» **TASK DESCRIPTION**:
The job is to find each line of the records below that includes the word "EntityCorrectionKind" and copy it.

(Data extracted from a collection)

:::::

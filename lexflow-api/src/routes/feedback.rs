//! Feedback endpoints
//!
//! Three correction channels against a past trace: end-user ratings,
//! authority-weighted external-expert corrections, and entity-span
//! corrections. All are validated, persisted, and acknowledged with a
//! feedback id.

use crate::error::{ApiError, ApiResult};
use crate::state::AppState;
use axum::{extract::State, Json};
use lexflow_core::{
    CorrectionSpan, EntityCorrectionKind, EntityIdType, EntitySpanCorrection, ExpertCorrection,
    FeedbackId, StructuredCorrections, TraceId, UserFeedback,
};
use serde::{Deserialize, Serialize};
use std::collections::BTreeMap;
use uuid::Uuid;

/// Expert corrections per trace that trigger a retrain signal.
const RETRAIN_THRESHOLD: usize = 3;

// ============================================================================
// REQUEST / RESPONSE TYPES
// ============================================================================

#[derive(Debug, Clone, Deserialize)]
#[cfg_attr(feature = "openapi", derive(utoipa::ToSchema))]
pub struct UserFeedbackRequest {
    #[cfg_attr(feature = "openapi", schema(value_type = String, format = "uuid"))]
    pub trace_id: Uuid,
    /// Overall rating 1..=5
    pub rating: i32,
    pub text: Option<String>,
    #[serde(default)]
    pub category_ratings: BTreeMap<String, i32>,
    #[serde(default)]
    pub missing_information: Vec<String>,
}

#[derive(Debug, Clone, Serialize, Deserialize)]
#[cfg_attr(feature = "openapi", derive(utoipa::ToSchema))]
pub struct FeedbackResponse {
    #[cfg_attr(feature = "openapi", schema(value_type = String, format = "uuid"))]
    pub feedback_id: FeedbackId,
}

#[derive(Debug, Clone, Deserialize)]
#[cfg_attr(feature = "openapi", derive(utoipa::ToSchema))]
pub struct ExpertCorrectionRequest {
    #[cfg_attr(feature = "openapi", schema(value_type = String, format = "uuid"))]
    pub trace_id: Uuid,
    pub expert_id: String,
    /// Authority weight in [0, 1]
    pub authority_weight: f32,
    #[serde(default)]
    pub corrections: StructuredCorrections,
    /// Overall rating 1..=5
    pub overall_rating: i32,
}

#[derive(Debug, Clone, Serialize, Deserialize)]
#[cfg_attr(feature = "openapi", derive(utoipa::ToSchema))]
pub struct ExpertCorrectionResponse {
    #[cfg_attr(feature = "openapi", schema(value_type = String, format = "uuid"))]
    pub feedback_id: FeedbackId,
    /// Whether this correction pushed the trace over the retrain threshold
    pub retrain_threshold_crossed: bool,
}

#[derive(Debug, Clone, Deserialize)]
#[cfg_attr(feature = "openapi", derive(utoipa::ToSchema))]
pub struct EntityCorrectionRequest {
    #[cfg_attr(feature = "openapi", schema(value_type = String, format = "uuid"))]
    pub trace_id: Uuid,
    pub kind: EntityCorrectionKind,
    pub span: CorrectionSpan,
}

// ============================================================================
// HANDLERS
// ============================================================================

async fn require_trace(state: &AppState, trace_id: TraceId) -> ApiResult<()> {
    state
        .durable
        .fetch_trace(trace_id)
        .await
        .map_err(ApiError::from)?
        .map(|_| ())
        .ok_or_else(|| ApiError::trace_not_found(trace_id))
}

/// POST /api/v1/feedback/user
pub async fn submit_user_feedback(
    State(state): State<AppState>,
    Json(request): Json<UserFeedbackRequest>,
) -> ApiResult<Json<FeedbackResponse>> {
    if !(1..=5).contains(&request.rating) {
        return Err(ApiError::validation("rating must be between 1 and 5"));
    }
    for (category, rating) in &request.category_ratings {
        if !(1..=5).contains(rating) {
            return Err(ApiError::validation(format!(
                "category rating for '{}' must be between 1 and 5",
                category
            )));
        }
    }

    let trace_id = TraceId::new(request.trace_id);
    require_trace(&state, trace_id).await?;

    let feedback = UserFeedback {
        feedback_id: FeedbackId::now_v7(),
        trace_id,
        rating: request.rating,
        text: request.text,
        category_ratings: request.category_ratings,
        missing_information: request.missing_information,
        at: chrono::Utc::now(),
    };
    state
        .durable
        .record_user_feedback(&feedback)
        .await
        .map_err(ApiError::from)?;

    Ok(Json(FeedbackResponse {
        feedback_id: feedback.feedback_id,
    }))
}

/// POST /api/v1/feedback/expert
pub async fn submit_expert_correction(
    State(state): State<AppState>,
    Json(request): Json<ExpertCorrectionRequest>,
) -> ApiResult<Json<ExpertCorrectionResponse>> {
    if !(0.0..=1.0).contains(&request.authority_weight) {
        return Err(ApiError::validation(
            "authority_weight must be between 0.0 and 1.0",
        ));
    }
    if !(1..=5).contains(&request.overall_rating) {
        return Err(ApiError::validation(
            "overall_rating must be between 1 and 5",
        ));
    }

    let trace_id = TraceId::new(request.trace_id);
    require_trace(&state, trace_id).await?;

    let correction = ExpertCorrection {
        feedback_id: FeedbackId::now_v7(),
        trace_id,
        expert_id: request.expert_id,
        authority_weight: request.authority_weight,
        corrections: request.corrections,
        overall_rating: request.overall_rating,
        at: chrono::Utc::now(),
    };
    state
        .durable
        .record_expert_feedback(&correction)
        .await
        .map_err(ApiError::from)?;

    let total = state
        .durable
        .expert_feedback_for_trace(trace_id)
        .await
        .map(|corrections| corrections.len())
        .unwrap_or(0);

    Ok(Json(ExpertCorrectionResponse {
        feedback_id: correction.feedback_id,
        retrain_threshold_crossed: total >= RETRAIN_THRESHOLD,
    }))
}

/// POST /api/v1/feedback/entity
pub async fn submit_entity_correction(
    State(state): State<AppState>,
    Json(request): Json<EntityCorrectionRequest>,
) -> ApiResult<Json<FeedbackResponse>> {
    if request.span.end < request.span.start {
        return Err(ApiError::validation("span end must not precede its start"));
    }
    if request.span.text.is_empty() {
        return Err(ApiError::validation("span text must not be empty"));
    }

    let trace_id = TraceId::new(request.trace_id);
    require_trace(&state, trace_id).await?;

    let correction = EntitySpanCorrection {
        feedback_id: FeedbackId::now_v7(),
        trace_id,
        kind: request.kind,
        span: request.span,
        at: chrono::Utc::now(),
    };
    state
        .durable
        .record_entity_feedback(&correction)
        .await
        .map_err(ApiError::from)?;

    Ok(Json(FeedbackResponse {
        feedback_id: correction.feedback_id,
    }))
}

// ============================================================================
// TESTS
// ============================================================================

:::::

» **EXPECTED ANSWER**:
    CorrectionSpan, EntityCorrectionKind, EntityIdType, EntitySpanCorrection, ExpertCorrection,
    pub kind: EntityCorrectionKind,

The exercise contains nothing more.